What Is the Daily Fiber Intake Calculator?
This calculator estimates how much dietary fiber you should eat each day based on how many calories you consume. It uses the widely cited dietary guideline of 14 grams of fiber per 1,000 calories, which is the basis for the Dietary Guidelines for Americans recommendation. Fiber supports digestion, helps regulate blood sugar, lowers cholesterol, and keeps you feeling full.
How to Use It
Enter your average daily calorie intake in kilocalories (kcal) and press calculate. The result shows your target fiber intake in grams per day. If you don't track calories precisely, use a typical estimate — around 2,000 kcal for many adults, or use a calorie calculator first.
The Formula Explained
The math is simple: divide your calorie intake by 1,000 to get the number of "thousand-calorie" units, then multiply by 14 grams.

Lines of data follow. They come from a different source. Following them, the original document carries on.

impl HarmonicField {
    pub fn new(name: &str, body_name: &str) -> Self {
        let inertial = format!("{}MJ2000Eq", body_name);
        Self {
            name: name.to_string(),
            body_name: body_name.to_string(),
            force_origin: body_name.to_string(),
            max_degree: MAX_DEGREE,
            max_order: MAX_ORDER,
            degree: DEFAULT_DEGREE,
            order: DEFAULT_ORDER,
            potential_file: String::new(),
            filename: None,
            using_default_file: false,
            file_read: false,
            coefficients: None,
            input_cs_name: inertial.clone(),
            fixed_cs_name: format!("{}Fixed", body_name),
            target_cs_name: inertial,
            input_cs: None,
            fixed_cs: None,
            target_cs: None,
            eop: None,
            solar_system: None,
            body: None,
            show_default_notice: true,
            initialized: false,
        }
    }

    pub fn degree(&self) -> usize {
        self.degree
    }

    pub fn order(&self) -> usize {
        self.order
    }

    pub fn max_degree(&self) -> usize {
        self.max_degree
    }

    pub fn max_order(&self) -> usize {
        self.max_order
    }

    /// Resolved coefficient file.
    pub fn filename(&self) -> Option<&Path> {
        self.filename.as_deref()
    }

    pub fn using_default_file(&self) -> bool {
        self.using_default_file
    }

    pub fn coefficients(&self) -> Option<&GravityCoefficients> {
        self.coefficients.as_ref()
    }

    pub fn input_cs_name(&self) -> &str {
        &self.input_cs_name
    }

    pub fn fixed_cs_name(&self) -> &str {
        &self.fixed_cs_name
    }

    pub fn target_cs_name(&self) -> &str {
        &self.target_cs_name
    }

    pub fn is_initialized(&self) -> bool {
        self.initialized
    }

    pub fn set_eop(&mut self, eop: Option<Arc<EopData>>) {
        self.eop = eop;
    }

    /// Stores `degree` clamped to `[0, max_degree]` and `order` clamped to
    /// `[0, min(degree, max_order)]`.
    ///
    /// Returns false when either value had to be adjusted; the adjustment is
    /// logged, never raised.
    pub fn set_degree_order(&mut self, degree: i64, order: i64) -> bool {
        let degree_ok = (0..=self.max_degree as i64).contains(&degree);
        let new_degree = degree.clamp(0, self.max_degree as i64) as usize;

        let order_limit = new_degree.min(self.max_order);
        let order_ok = (0..=order_limit as i64).contains(&order);
        let new_order = order.clamp(0, order_limit as i64) as usize;

        if !degree_ok || !order_ok {
            log::warn!(
                "{}: degree/order ({}, {}) outside [0, {}]/[0, {}]; using ({}, {})",
                self.name,
                degree,
                order,
                self.max_degree,
                order_limit,
                new_degree,
                new_order
            );
        }

        self.degree = new_degree;
        self.order = new_order;
        degree_ok && order_ok
    }

    /// Resolves and records the coefficient file.
    ///
    /// A [`DEFAULT_FILE_PREFIX`] is stripped; relative names resolve against
    /// the body's potential directory. A changed file is pushed to the body
    /// in `ss` and will be re-read at the next initialization.
    ///
    /// # Errors
    ///
    /// The body is not a celestial body in `ss` (relative names only), or the
    /// resolved file does not exist.
    pub fn set_filename(&mut self, name: &str, ss: &mut SolarSystem) -> GravityResult<()> {
        let (stripped, using_default) = match name.strip_prefix(DEFAULT_FILE_PREFIX) {
            Some(rest) => (rest, true),
            None => (name, false),
        };

        let mut path = PathBuf::from(stripped);
        if path.is_relative() {
            let directory = ss.potential_file_path(&self.body_name).ok_or_else(|| {
                GravityError::configuration(
                    &self.name,
                    format!("body \"{}\" is not a celestial body in the solar system", self.body_name),
                )
            })?;
            path = directory.join(path);
        }

        if !path.is_file() {
            return Err(GravityError::FileNotFound { path });
        }

        self.potential_file = name.to_string();
        self.using_default_file = using_default;

        if self.filename.as_ref() != Some(&path) {
            log::debug!("{}: potential file is now {}", self.name, path.display());
            if let Some(body) = ss.get_body(&self.body_name).and_then(|id| ss.body_mut(id)) {
                body.potential_filename = Some(path.clone());
            }
            self.filename = Some(path);
            self.file_read = false;
            self.coefficients = None;
            self.initialized = false;
        }
        Ok(())
    }

    pub fn integer_parameter(&self, label: &str) -> GravityResult<i64> {
        match label {
            "Degree" => Ok(self.degree as i64),
            "Order" => Ok(self.order as i64),
            "MaxDegree" => Ok(self.max_degree as i64),
            "MaxOrder" => Ok(self.max_order as i64),
            _ => Err(GravityError::unknown_parameter(&self.name, label)),
        }
    }

    /// Sets `Degree` or `Order` through [`set_degree_order`](Self::set_degree_order)
    /// and returns the stored value.
    pub fn set_integer_parameter(&mut self, label: &str, value: i64) -> GravityResult<i64> {
        match label {
            "Degree" => {
                self.set_degree_order(value, self.order as i64);
                Ok(self.degree as i64)
            }
            "Order" => {
                self.set_degree_order(self.degree as i64, value);
                Ok(self.order as i64)
            }
            "MaxDegree" | "MaxOrder" => Err(GravityError::configuration(
                &self.name,
                format!("{} is fixed by the model and the potential file", label),
            )),
            _ => Err(GravityError::unknown_parameter(&self.name, label)),
        }
    }

    pub fn string_parameter(&self, label: &str) -> GravityResult<String> {
        match label {
            "PotentialFile" => Ok(self.potential_file.clone()),
            "InputCoordinateSystem" => Ok(self.input_cs_name.clone()),
            "FixedCoordinateSystem" => Ok(self.fixed_cs_name.clone()),
            "TargetCoordinateSystem" => Ok(self.target_cs_name.clone()),
            "BodyName" => Ok(self.body_name.clone()),
            _ => Err(GravityError::unknown_parameter(&self.name, label)),
        }
    }

    /// `PotentialFile` goes through [`set_filename`](Self::set_filename), which
    /// needs `ss`; the other labels only rename references.
    pub fn set_string_parameter(
        &mut self,
        label: &str,
        value: &str,
        ss: &mut SolarSystem,
    ) -> GravityResult<()> {
        match label {
            "PotentialFile" => return self.set_filename(value, ss),
            "InputCoordinateSystem" => {
                self.input_cs_name = value.to_string();
                self.input_cs = None;
            }
            "FixedCoordinateSystem" => {
                self.fixed_cs_name = value.to_string();
                self.fixed_cs = None;
            }
            "TargetCoordinateSystem" => {
                self.target_cs_name = value.to_string();
                self.target_cs = None;
            }
            "BodyName" => {
                self.body_name = value.to_string();
                self.fixed_cs_name = format!("{}Fixed", value);
                self.fixed_cs = None;
                self.body = ss.get_body(value);
            }
            _ => return Err(GravityError::unknown_parameter(&self.name, label)),
        }
        self.initialized = false;
        Ok(())
    }

    fn load_coefficients(&mut self, path: &Path) -> GravityResult<()> {
        let coefficients = GravityCoefficients::from_file(path)?;
        log::debug!(
            "{}: read {} (degree {}, order {})",
            self.name,
            path.display(),
            coefficients.degree(),
            coefficients.order()
        );

        self.max_degree = MAX_DEGREE.min(coefficients.degree());
        self.max_order = MAX_ORDER.min(coefficients.order());
        if self.degree > self.max_degree || self.order > self.max_order.min(self.degree) {
            self.set_degree_order(self.degree as i64, self.order as i64);
        }

        self.coefficients = Some(coefficients);
        self.file_read = true;
        Ok(())
    }

    fn missing(&self, what: &str) -> GravityError {
        GravityError::configuration(&self.name, format!("{} has not been set", what))
    }
}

$$\text{Fiber (g)} = \frac{\text{Calories}}{1000} \times 14$$
This scales fiber needs to energy intake, so people who eat more naturally need more fiber.
Worked Example
Suppose you eat 2,000 calories per day. Then $$\text{fiber} = \frac{2000}{1000} \times 14 = 2 \times 14 = 28 \text{ grams}$$ of fiber per day. For a 2,500-calorie diet, the target rises to 35 grams.
FAQ
Is more fiber always better? Up to a point. Most adults fall short of recommendations, but very high intakes increase water needs and can cause bloating if added too quickly.
How should I increase fiber? Gradually, over a few weeks, while drinking plenty of water. Focus on whole grains, beans, fruits, vegetables, nuts, and seeds.
Does this replace medical advice? No. This is a general estimate. People with digestive conditions should consult a doctor or dietitian for personalized targets.